Action item » While reading through the material below, copy each line that holds the word "Corp".

Listed entries »
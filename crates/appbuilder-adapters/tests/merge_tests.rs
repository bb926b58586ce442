//! Configuration merging against real XML on disk.

use std::fs;
use std::path::{Path, PathBuf};
use std::sync::Arc;

use appbuilder_adapters::{LocalFilesystem, XotParser};
use appbuilder_core::{
    application::{ApplicationError, ConfigInjector, ports::XmlParser},
    domain::{Element, RelativePath, TemplateTree, TokenMap},
    error::AppBuilderError,
};
use tempfile::TempDir;

const CONFIG: &str = r#"<?xml version="1.0" encoding="UTF-8"?>
<model xmlns="http://www.neeveresearch.com/schema/x-ddl">
  <buses/>
      <apps>
    </apps>
  <profiles>
    <profile name="dev">
       <env>
           <nv.loglevel>info</nv.loglevel>
       </env>
    </profile>
  </profiles>
</model>
"#;

fn injector() -> ConfigInjector {
    ConfigInjector::new(Arc::new(LocalFilesystem::new()), Arc::new(XotParser::new()))
}

fn config_file(temp: &TempDir, content: &str) -> PathBuf {
    let path = temp.path().join("conf/config.xml");
    fs::create_dir_all(path.parent().unwrap()).unwrap();
    fs::write(&path, content).unwrap();
    path
}

fn tree(files: &[(&str, &str)]) -> TemplateTree {
    files.iter().fold(TemplateTree::new(), |tree, (path, content)| {
        tree.with_file(RelativePath::try_new(path).unwrap(), *content)
    })
}

fn inject(path: &Path, files: &[(&str, &str)], tokens: &TokenMap) -> appbuilder_core::domain::MergeReport {
    let injector = injector();
    let fragments = injector.collect_fragments(&tree(files), tokens).unwrap();
    injector.inject_file(path, fragments).unwrap()
}

fn parse(path: &Path) -> Element {
    let text = fs::read_to_string(path).unwrap();
    XotParser::new().parse(&text, "config.xml").unwrap()
}

fn child<'a>(el: &'a Element, name: &str) -> &'a Element {
    el.elements().find(|e| e.name() == name).unwrap()
}

#[test]
fn merging_twice_is_byte_identical() {
    let temp = TempDir::new().unwrap();
    let path = config_file(&temp, CONFIG);
    let files = [
        ("apps/config.xml", r#"<app name="{{Svc}}"><storage enabled="true"/></app>"#),
        ("profiles/dev/apps/config.xml", r#"<app name="{{Svc}}"/>"#),
    ];
    let tokens = TokenMap::builder().token("Svc", "orders").build();

    let first = inject(&path, &files, &tokens);
    assert_eq!(first.injected(), 2);
    let after_first = fs::read_to_string(&path).unwrap();

    let second = inject(&path, &files, &tokens);
    assert_eq!(second.injected(), 0);
    assert_eq!(second.duplicates(), 2);
    assert_eq!(fs::read_to_string(&path).unwrap(), after_first);
}

#[test]
fn carriage_returns_survive_repeated_merges() {
    let injector = injector();
    let document = "<model><v a=\"x&#13;y\">a&#13;b</v></model>";
    let fragment = || {
        injector
            .collect_fragments(&tree(&[("apps/config.xml", "<app name=\"orders\"/>")]), &TokenMap::new())
            .unwrap()
    };

    let (first, _) = injector.merge_text(document, "config.xml", fragment()).unwrap();
    assert!(first.contains(r#"<v a="x&#13;y">a&#13;b</v>"#), "{first}");

    let (second, report) = injector.merge_text(&first, "config.xml", fragment()).unwrap();
    assert_eq!(report.duplicates(), 1);
    assert_eq!(second, first);
}

#[test]
fn header_comment_survives_a_merge() {
    let temp = TempDir::new().unwrap();
    let with_header = CONFIG.replacen(
        "?>\n",
        "?>\n<!-- Copyright ACME Corp. Generated file, edit with care. -->\n",
        1,
    );
    let path = config_file(&temp, &with_header);
    let files = [("apps/config.xml", r#"<app name="orders"/>"#)];

    let report = inject(&path, &files, &TokenMap::new());
    assert_eq!(report.injected(), 1);

    let merged = fs::read_to_string(&path).unwrap();
    assert!(
        merged.starts_with(
            "<?xml version=\"1.0\" encoding=\"UTF-8\"?>\n\
             <!-- Copyright ACME Corp. Generated file, edit with care. -->\n\
             <model "
        ),
        "{merged}"
    );

    inject(&path, &files, &TokenMap::new());
    assert_eq!(fs::read_to_string(&path).unwrap(), merged);
}

#[test]
fn output_is_canonical_with_no_blank_text() {
    let temp = TempDir::new().unwrap();
    let path = config_file(&temp, CONFIG);

    inject(
        &path,
        &[("apps/config.xml", "<app name=\"orders\">\n\n   <x/>\n</app>")],
        &TokenMap::new(),
    );

    let expected = r#"<?xml version="1.0" encoding="UTF-8"?>
<model xmlns="http://www.neeveresearch.com/schema/x-ddl">
    <buses/>
    <apps>
        <app name="orders">
            <x/>
        </app>
    </apps>
    <profiles>
        <profile name="dev">
            <env>
                <nv.loglevel>info</nv.loglevel>
            </env>
        </profile>
    </profiles>
</model>
"#;
    assert_eq!(fs::read_to_string(&path).unwrap(), expected);
}

#[test]
fn profiles_are_keyed_by_name() {
    let temp = TempDir::new().unwrap();
    let path = config_file(&temp, CONFIG);

    inject(
        &path,
        &[
            ("profiles/dev/apps/config.xml", r#"<app name="a"/>"#),
            ("profiles/test/apps/config.xml", r#"<app name="a"/>"#),
            ("profiles/test/xvms/config.xml", r#"<xvm name="a-1"/>"#),
        ],
        &TokenMap::new(),
    );

    let root = parse(&path);
    let profiles: Vec<&Element> = child(&root, "profiles").elements().collect();
    assert_eq!(profiles.len(), 2);
    assert_eq!(profiles[0].attribute("name"), Some("dev"));
    assert_eq!(profiles[1].attribute("name"), Some("test"));

    let test_children: Vec<&str> = profiles[1].elements().map(|e| e.name()).collect();
    assert_eq!(test_children, ["apps", "xvms"]);
}

#[test]
fn attribute_order_does_not_defeat_deduplication() {
    let temp = TempDir::new().unwrap();
    let path = config_file(&temp, CONFIG);

    let first = inject(
        &path,
        &[("apps/config.xml", r#"<app name="orders" autoStart="true"/>"#)],
        &TokenMap::new(),
    );
    let second = inject(
        &path,
        &[("apps/config.xml", r#"<app autoStart="true" name="orders"/>"#)],
        &TokenMap::new(),
    );

    assert_eq!(first.injected(), 1);
    assert_eq!(second.duplicates(), 1);
    assert_eq!(child(&parse(&path), "apps").elements().count(), 1);
}

#[test]
fn differing_attribute_values_coexist() {
    let temp = TempDir::new().unwrap();
    let path = config_file(&temp, CONFIG);

    inject(&path, &[("apps/config.xml", r#"<app name="orders"/>"#)], &TokenMap::new());
    inject(&path, &[("apps/config.xml", r#"<app name="fills"/>"#)], &TokenMap::new());

    let doc = parse(&path);
    let names: Vec<&str> = child(&doc, "apps")
        .elements()
        .filter_map(|e| e.attribute("name"))
        .collect();
    assert_eq!(names, ["orders", "fills"]);
}

#[test]
fn token_value_containing_delimiters_is_not_rescanned() {
    let temp = TempDir::new().unwrap();
    let path = config_file(&temp, CONFIG);
    let tokens = TokenMap::builder()
        .token("A", "{{B}}")
        .token("B", "never")
        .build();

    inject(&path, &[("apps/config.xml", r#"<app name="{{A}}"/>"#)], &tokens);

    let root = parse(&path);
    let app = child(&root, "apps").elements().next().unwrap();
    assert_eq!(app.attribute("name"), Some("{{B}}"));
}

#[test]
fn bad_fragment_leaves_document_untouched() {
    let temp = TempDir::new().unwrap();
    let path = config_file(&temp, CONFIG);

    let injector = injector();
    let err = injector
        .collect_fragments(
            &tree(&[
                ("apps/config.xml", r#"<app name="ok"/>"#),
                ("xvms/config.xml", r#"<xvm name="broken">"#),
            ]),
            &TokenMap::new(),
        )
        .unwrap_err();

    assert!(matches!(
        err,
        AppBuilderError::Application(ApplicationError::FragmentParse { ref fragment, .. })
            if fragment == "xvms/config.xml"
    ));
    assert_eq!(fs::read_to_string(&path).unwrap(), CONFIG);
}
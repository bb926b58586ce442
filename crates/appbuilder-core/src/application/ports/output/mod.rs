//! Driven (output) ports - implemented by infrastructure.
//!
//! These traits define what the application needs from external systems.
//! The `appbuilder-adapters` crate provides implementations.

use std::path::{Path, PathBuf};

use crate::domain::{AppParams, Element, ProjectStructure, TemplateTree, TokenMap, XmlDocument};
use crate::error::AppBuilderResult;

/// Port for filesystem operations.
///
/// Implemented by:
/// - `appbuilder_adapters::filesystem::LocalFilesystem` (production)
/// - `appbuilder_adapters::filesystem::MemoryFilesystem` (testing)
#[cfg_attr(test, mockall::automock)]
pub trait Filesystem: Send + Sync {
    /// Create a directory and all parent directories.
    fn create_dir_all(&self, path: &Path) -> AppBuilderResult<()>;

    /// Write content to a file, replacing it if present.
    fn write_file(&self, path: &Path, content: &str) -> AppBuilderResult<()>;

    /// Read a whole file as UTF-8.
    fn read_to_string(&self, path: &Path) -> AppBuilderResult<String>;

    /// Check if path exists.
    fn exists(&self, path: &Path) -> bool;

    /// Every regular file under `root`, recursively, sorted.
    fn list_files(&self, root: &Path) -> AppBuilderResult<Vec<PathBuf>>;
}

/// Port for locating template directories.
///
/// `template_path` is relative to the template root, e.g. `maven/app` or
/// `maven/config/processor/sr`.
///
/// Implemented by:
/// - `appbuilder_adapters::EmbeddedTemplateLoader` (built-in templates)
/// - `appbuilder_adapters::DirectoryTemplateLoader` (templates on disk)
#[cfg_attr(test, mockall::automock)]
pub trait TemplateLoader: Send + Sync {
    /// Load every entry under `template_path`.
    ///
    /// A missing or empty template is `ApplicationError::TemplateNotFound`.
    fn load(&self, template_path: &str) -> AppBuilderResult<TemplateTree>;
}

/// Port for template rendering.
///
/// Implemented by:
/// - `appbuilder_adapters::renderer::TokenRenderer` (delimiter substitution)
#[cfg_attr(test, mockall::automock)]
pub trait TemplateRenderer: Send + Sync {
    /// Substitute tokens in every path and file body of `tree`.
    ///
    /// # Arguments
    ///
    /// * `tree` - The loaded template
    /// * `tokens` - Substitution values
    /// * `output_root` - Root directory for output paths
    fn render(
        &self,
        tree: &TemplateTree,
        tokens: &TokenMap,
        output_root: &Path,
    ) -> AppBuilderResult<ProjectStructure>;
}

/// Port for XML parsing.
///
/// Implemented by:
/// - `appbuilder_adapters::xml::XotParser`
#[cfg_attr(test, mockall::automock)]
pub trait XmlParser: Send + Sync {
    /// Parse `text` into a document, keeping the comments and processing
    /// instructions around the document element. `source` names the input
    /// in error messages.
    fn parse_document(&self, text: &str, source: &str) -> AppBuilderResult<XmlDocument>;

    /// Parse `text` into its document element alone.
    fn parse(&self, text: &str, source: &str) -> AppBuilderResult<Element> {
        self.parse_document(text, source).map(|document| document.root)
    }
}

/// Port for the persisted project record.
///
/// Implemented by:
/// - `appbuilder_adapters::project_record::JsonProjectRecordStore`
#[cfg_attr(test, mockall::automock)]
pub trait ProjectRecordStore: Send + Sync {
    /// True when `app_root` carries a project record.
    fn exists(&self, app_root: &Path) -> bool;

    /// Read the record; `ApplicationError::NotAnApplication` when absent.
    fn read(&self, app_root: &Path) -> AppBuilderResult<AppParams>;

    /// Write (or replace) the record.
    fn write(&self, app_root: &Path, params: &AppParams) -> AppBuilderResult<()>;
}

Task output »
        "?>\n<!-- Copyright ACME Corp. Generated file, edit with care. -->\n",
             <!-- Copyright ACME Corp. Generated file, edit with care. -->\n\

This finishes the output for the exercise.